** Data in this exercise follows **

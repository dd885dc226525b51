use crate::intake::catalog::{render_prompt, StepCatalog, StepDefinition, COMPLETE};
use crate::intake::state::{FieldDelta, PartialState};
use crate::session::store::{ConversationSession, SessionUpdate};

/// Result of one user message.
#[derive(Clone, Debug, PartialEq, Eq)]
pub struct TurnOutcome {
    /// The session as it looks after this turn.
    pub session: ConversationSession,
    /// What a session store needs to persist the turn.
    pub update: SessionUpdate,
    pub assistant_prompt: String,
    pub is_complete: bool,
    /// Step now awaiting an answer, or [`COMPLETE`].
    pub next_step: &'static str,
    pub extracted: FieldDelta,
    /// The message did not answer the step it was aimed at.
    pub unparsed: bool,
}

/// Drives any [`StepCatalog`] one message at a time.
#[derive(Clone, Debug)]
pub struct IntakeMachine<C> {
    catalog: C,
}

impl<C: StepCatalog> IntakeMachine<C> {
    pub fn new(catalog: C) -> Self {
        Self { catalog }
    }

    pub fn catalog(&self) -> &C {
        &self.catalog
    }

    /// Prompt shown before the first message of a conversation.
    pub fn opening_prompt(&self, state: &PartialState) -> String {
        let graph = self.catalog.graph();
        match graph.step(graph.settle(graph.entry(), state)) {
            Some(step) => render_prompt(step.prompt, state),
            None => self.catalog.completion_message(state),
        }
    }

    pub fn advance(&self, session: &ConversationSession, message: &str) -> TurnOutcome {
        let graph = self.catalog.graph();
        let state = &session.partial_state;
        let current_id = graph.resume_point(session.step_pointer.as_deref(), state);

        let mut extracted = self.catalog.extract_slots(message, state);
        let Some(step) = graph.step(current_id) else {
            let merged = state.merged(&extracted);
            return self.finish(session, extracted, None, &merged, false);
        };

        if message.trim().is_empty() {
            let prompt = render_prompt(step.prompt, state);
            return self.stay(session, FieldDelta::default(), step, prompt, false);
        }

        let after_slots = state.merged(&extracted);
        if !step.is_answered(&after_slots) && !step.is_skipped(&after_slots) {
            extracted.absorb(self.catalog.parse_step(step, message, &after_slots));
        }
        let merged = state.merged(&extracted);

        if self.catalog.finalize_requested(message, &merged) {
            return self.finish(session, extracted, Some(step.id), &merged, false);
        }

        let satisfied = step.is_answered(&merged) || step.is_skipped(&merged);
        if !satisfied && !step.expected.is_compound() {
            let prompt = format!("{} {}", step.hint, render_prompt(step.prompt, &merged));
            return self.stay(session, extracted, step, prompt.trim().to_owned(), true);
        }

        let unparsed = !satisfied;
        match graph.resolve_next(step, &merged) {
            COMPLETE => self.finish(session, extracted, Some(step.id), &merged, unparsed),
            next_id => {
                let prompt = match graph.step(next_id) {
                    Some(next) if unparsed => {
                        format!("{} {}", step.hint, render_prompt(next.prompt, &merged))
                    }
                    Some(next) => render_prompt(next.prompt, &merged),
                    None => self.catalog.completion_message(&merged),
                };
                let update = SessionUpdate {
                    delta: extracted.clone(),
                    step_pointer: Some(next_id.to_owned()),
                    ..SessionUpdate::default()
                };
                TurnOutcome {
                    session: applied(session, &update),
                    update,
                    assistant_prompt: prompt,
                    is_complete: false,
                    next_step: next_id,
                    extracted,
                    unparsed,
                }
            }
        }
    }

    fn stay(
        &self,
        session: &ConversationSession,
        extracted: FieldDelta,
        step: &StepDefinition,
        prompt: String,
        unparsed: bool,
    ) -> TurnOutcome {
        let update = SessionUpdate {
            delta: extracted.clone(),
            step_pointer: Some(step.id.to_owned()),
            ..SessionUpdate::default()
        };
        TurnOutcome {
            session: applied(session, &update),
            update,
            assistant_prompt: prompt,
            is_complete: false,
            next_step: step.id,
            extracted,
            unparsed,
        }
    }

    /// The pointer stays on the last answered step.
    fn finish(
        &self,
        session: &ConversationSession,
        extracted: FieldDelta,
        pointer: Option<&'static str>,
        merged: &PartialState,
        unparsed: bool,
    ) -> TurnOutcome {
        let update = SessionUpdate {
            delta: extracted.clone(),
            step_pointer: pointer.map(str::to_owned),
            ..SessionUpdate::default()
        };
        TurnOutcome {
            session: applied(session, &update),
            update,
            assistant_prompt: self.catalog.completion_message(merged),
            is_complete: true,
            next_step: COMPLETE,
            extracted,
            unparsed,
        }
    }
}

fn applied(session: &ConversationSession, update: &SessionUpdate) -> ConversationSession {
    let mut next = session.clone();
    next.apply(update.clone(), session.last_activity_at);
    next
}

#[cfg(test)]
mod tests {
    use chrono::{TimeZone, Utc};
    use rust_decimal::Decimal;

    use super::IntakeMachine;
    use crate::domain::company::CompanyId;
    use crate::intake::catalog::COMPLETE;
    use crate::intake::quote_chat::QuoteChatCatalog;
    use crate::intake::setup::{SetupCatalog, SetupOutcome};
    use crate::intake::state::FieldValue;
    use crate::session::store::{ConversationSession, FlowKind};

    fn session(flow: FlowKind) -> ConversationSession {
        let now = Utc.with_ymd_and_hms(2026, 3, 2, 9, 0, 0).single().expect("valid time");
        ConversationSession::new("s-1", CompanyId(7), flow, now)
    }

    fn quote_machine() -> IntakeMachine<QuoteChatCatalog> {
        IntakeMachine::new(QuoteChatCatalog::new().expect("quote chat catalog"))
    }

    #[test]
    fn noisy_first_message_fills_name_and_scope_then_asks_for_walls() {
        let machine = quote_machine();
        let outcome = machine.advance(&session(FlowKind::QuoteChat), "123, walls only, John Smith");

        let state = &outcome.session.partial_state;
        assert_eq!(state.text("customer.name"), Some("John Smith"));
        assert_eq!(state.list("project.surfaces"), Some(&["walls".to_owned()][..]));
        assert!(!state.is_filled("measurements.walls_sqft"));
        assert_eq!(outcome.next_step, "walls_sqft");
        assert_eq!(outcome.assistant_prompt, "How many square feet of walls?");
        assert!(!outcome.is_complete);
    }

    #[test]
    fn unparseable_number_reprompts_same_step_with_hint() {
        let machine = quote_machine();
        let first = machine.advance(&session(FlowKind::QuoteChat), "John Smith, walls only");
        let second = machine.advance(&first.session, "not sure yet");

        assert!(second.unparsed);
        assert_eq!(second.next_step, "walls_sqft");
        assert_eq!(second.session.step_pointer.as_deref(), Some("walls_sqft"));
        assert!(second.assistant_prompt.starts_with("I need a number of square feet"));
        assert!(second.assistant_prompt.ends_with("How many square feet of walls?"));
        assert!(second.extracted.is_empty());
    }

    #[test]
    fn quote_chat_walks_to_completion() {
        let machine = quote_machine();
        let mut current = session(FlowKind::QuoteChat);
        let script = [
            ("maria lopez", "surfaces"),
            ("walls and ceilings", "walls_sqft"),
            ("1,200", "ceilings_sqft"),
            ("300 sq ft", "project_type"),
            ("inside", "paint_tier"),
        ];
        for (message, expected_next) in script {
            let outcome = machine.advance(&current, message);
            assert_eq!(outcome.next_step, expected_next, "after {message:?}");
            current = outcome.session;
        }

        let done = machine.advance(&current, "best");
        assert!(done.is_complete);
        assert_eq!(done.next_step, COMPLETE);
        assert_eq!(done.session.step_pointer.as_deref(), Some("paint_tier"));
        let state = &done.session.partial_state;
        assert_eq!(state.number("measurements.walls_sqft"), Some(Decimal::new(1200, 0)));
        assert_eq!(state.number("measurements.ceilings_sqft"), Some(Decimal::new(300, 0)));
        assert!(!state.is_filled("measurements.trim_sqft"));
        assert_eq!(state.text("products.tier"), Some("best"));
        assert!(done.assistant_prompt.contains("maria lopez"));
    }

    #[test]
    fn finalize_keyword_completes_once_minimum_is_known() {
        let machine = quote_machine();
        let first = machine.advance(&session(FlowKind::QuoteChat), "John Smith, walls 400 sq ft");
        assert!(!first.is_complete);

        let done = machine.advance(&first.session, "that's everything, generate the quote");
        assert!(done.is_complete);
        assert_eq!(done.next_step, COMPLETE);
    }

    #[test]
    fn one_message_can_answer_several_steps() {
        let machine = quote_machine();
        let outcome = machine.advance(
            &session(FlowKind::QuoteChat),
            "Dana Reyes, walls 800 sq ft, interior, premium paint",
        );
        assert_eq!(outcome.session.partial_state.text("project.type"), Some("interior"));
        assert_eq!(outcome.session.partial_state.text("products.tier"), Some("premium"));
        // Surfaces were never named, so the scope question comes next.
        assert_eq!(outcome.next_step, "surfaces");
    }

    #[test]
    fn setup_flow_walks_to_completion_and_converts() {
        let machine = IntakeMachine::new(SetupCatalog::new().expect("setup catalog"));
        let mut current = session(FlowKind::Setup);
        assert!(machine.opening_prompt(&current.partial_state).contains("company name"));

        let script = [
            ("Brightline Painting", "preferred_brand"),
            ("Sherwin-Williams", "project_focus"),
            ("interiors mostly", "walls_rate"),
            ("$3.00", "ceilings_rate"),
            ("2.50", "trim_rate"),
            ("$5", "markup"),
            ("45%", "tax_rate"),
            ("8.25", "tax_basis"),
            ("materials only", "primer_product"),
            ("ProBlock, $35, 300", "wall_product"),
            ("Duration Home, $65.99, 350", "ceiling_product"),
            ("Eminence, $52, 400", "trim_product"),
        ];
        for (message, expected_next) in script {
            let outcome = machine.advance(&current, message);
            assert_eq!(outcome.next_step, expected_next, "after {message:?}");
            current = outcome.session;
        }

        let done = machine.advance(&current, "Emerald Urethane, $78, 375");
        assert!(done.is_complete);
        assert!(done.assistant_prompt.contains("Brightline Painting"));

        let outcome = SetupOutcome::from_state(CompanyId(7), &done.session.partial_state);
        assert_eq!(outcome.products.len(), 4);
        assert_eq!(outcome.company_defaults.markup_percentage, Decimal::new(45, 0));
        assert!(outcome.company_defaults.tax_on_materials_only);
    }

    #[test]
    fn short_compound_answer_still_moves_forward() {
        let machine = IntakeMachine::new(SetupCatalog::new().expect("setup catalog"));
        let mut current = session(FlowKind::Setup);
        current.step_pointer = Some("primer_product".to_owned());

        let outcome = machine.advance(&current, "ProBlock, $35");
        assert!(outcome.unparsed);
        assert_eq!(outcome.next_step, "wall_product");
        assert!(!outcome.session.partial_state.is_filled("products.primer.name"));
        assert!(outcome.assistant_prompt.starts_with("I need all three parts"));
    }

    #[test]
    fn retired_pointer_resumes_within_its_section() {
        let machine = IntakeMachine::new(SetupCatalog::new().expect("setup catalog"));
        let mut current = session(FlowKind::Setup);
        current.step_pointer = Some("products.legacy_sheen".to_owned());

        let outcome = machine.advance(&current, "ProBlock, $35, 300");
        assert_eq!(
            outcome.session.partial_state.get("products.primer.spread_rate"),
            Some(&FieldValue::Number(Decimal::new(300, 0)))
        );
        assert_eq!(outcome.next_step, "wall_product");
    }

    #[test]
    fn blank_message_repeats_the_question() {
        let machine = quote_machine();
        let outcome = machine.advance(&session(FlowKind::QuoteChat), "   ");
        assert_eq!(outcome.next_step, "customer_name");
        assert!(!outcome.unparsed);
        assert!(outcome.extracted.is_empty());
    }
}
#[derive(Clone, Debug)]
pub struct AppConfig {
    pub database: DatabaseConfig,
    pub llm: LlmConfig,
    pub server: ServerConfig,
    pub intake: IntakeConfig,
    pub pricing: PricingConfig,
    pub logging: LoggingConfig,
}

#[derive(Clone, Debug)]
pub struct DatabaseConfig {
    pub url: String,
    pub max_connections: u32,
    pub timeout_secs: u64,
}

#[derive(Clone, Debug)]
pub struct LlmConfig {
    pub provider: LlmProvider,
    pub api_key: Option<SecretString>,
    pub base_url: Option<String>,
    pub model: String,
    pub timeout_secs: u64,
    pub max_retries: u32,
}

#[derive(Clone, Debug)]
pub struct ServerConfig {
    pub bind_address: String,
    pub port: u16,
    pub graceful_shutdown_secs: u64,
}

#[derive(Clone, Debug)]
pub struct IntakeConfig {
    pub session_idle_minutes: u32,
    pub turns_per_minute: u32,
}

#[derive(Clone, Debug)]
pub struct PricingConfig {
    pub fallback_walls_rate: Decimal,
    pub fallback_ceilings_rate: Decimal,
    pub fallback_trim_rate: Decimal,
    pub sundries_percentage: Decimal,
}

#[derive(Clone, Debug)]
pub struct LoggingConfig {
    pub level: String,
    pub format: LogFormat,
}

#[derive(Clone, Copy, Debug, PartialEq, Eq, Serialize, Deserialize)]
#[serde(rename_all = "snake_case")]
pub enum LlmProvider {
    /// Prompts are the catalog's own wording; no model is called.
    Disabled,
    #[serde(rename = "openai")]
    OpenAi,
    Anthropic,
    Ollama,
}

#[derive(Clone, Copy, Debug, PartialEq, Eq, Serialize, Deserialize)]
#[serde(rename_all = "snake_case")]
pub enum LogFormat {
    Compact,
    Pretty,
    Json,
}

#[derive(Clone, Debug, Default)]
pub struct ConfigOverrides {
    pub database_url: Option<String>,
    pub log_level: Option<String>,
    pub llm_provider: Option<LlmProvider>,
    pub llm_model: Option<String>,
    pub server_port: Option<u16>,
    pub turns_per_minute: Option<u32>,
}

#[derive(Clone, Debug, Default)]
pub struct LoadOptions {
    pub config_path: Option<PathBuf>,
    pub require_file: bool,
    pub overrides: ConfigOverrides,
}

#[derive(Debug, Error)]
pub enum ConfigError {
    #[error("could not read config file `{path}`: {source}")]
    ReadFile { path: PathBuf, source: std::io::Error },
    #[error("could not parse config file `{path}`: {source}")]
    ParseFile { path: PathBuf, source: toml::de::Error },
    #[error("required config file was not found: `{0}`")]
    MissingConfigFile(PathBuf),
    #[error("environment variable interpolation failed for `{var}`")]
    MissingEnvInterpolation { var: String },
    #[error("unterminated environment interpolation expression")]
    UnterminatedInterpolation,
    #[error("invalid environment override for `{key}`: `{value}`")]
    InvalidEnvOverride { key: String, value: String },
    #[error("configuration validation failed: {0}")]
    Validation(String),
}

** End of Data in this exercise **

**Task instructions:**
Each line from the top of the entries above through the line containing "let mut extracted" must be transcribed exactly, and no other line may appear.

**Response area:**
repository dd885dc226525b51
use crate::intake::catalog::{render_prompt, StepCatalog, StepDefinition, COMPLETE};
use crate::intake::state::{FieldDelta, PartialState};
use crate::session::store::{ConversationSession, SessionUpdate};

/// Result of one user message.
#[derive(Clone, Debug, PartialEq, Eq)]
pub struct TurnOutcome {
    /// The session as it looks after this turn.
    pub session: ConversationSession,
    /// What a session store needs to persist the turn.
    pub update: SessionUpdate,
    pub assistant_prompt: String,
    pub is_complete: bool,
    /// Step now awaiting an answer, or [`COMPLETE`].
    pub next_step: &'static str,
    pub extracted: FieldDelta,
    /// The message did not answer the step it was aimed at.
    pub unparsed: bool,
}

/// Drives any [`StepCatalog`] one message at a time.
#[derive(Clone, Debug)]
pub struct IntakeMachine<C> {
    catalog: C,
}

impl<C: StepCatalog> IntakeMachine<C> {
    pub fn new(catalog: C) -> Self {
        Self { catalog }
    }

    pub fn catalog(&self) -> &C {
        &self.catalog
    }

    /// Prompt shown before the first message of a conversation.
    pub fn opening_prompt(&self, state: &PartialState) -> String {
        let graph = self.catalog.graph();
        match graph.step(graph.settle(graph.entry(), state)) {
            Some(step) => render_prompt(step.prompt, state),
            None => self.catalog.completion_message(state),
        }
    }

    pub fn advance(&self, session: &ConversationSession, message: &str) -> TurnOutcome {
        let graph = self.catalog.graph();
        let state = &session.partial_state;
        let current_id = graph.resume_point(session.step_pointer.as_deref(), state);

        let mut extracted = self.catalog.extract_slots(message, state);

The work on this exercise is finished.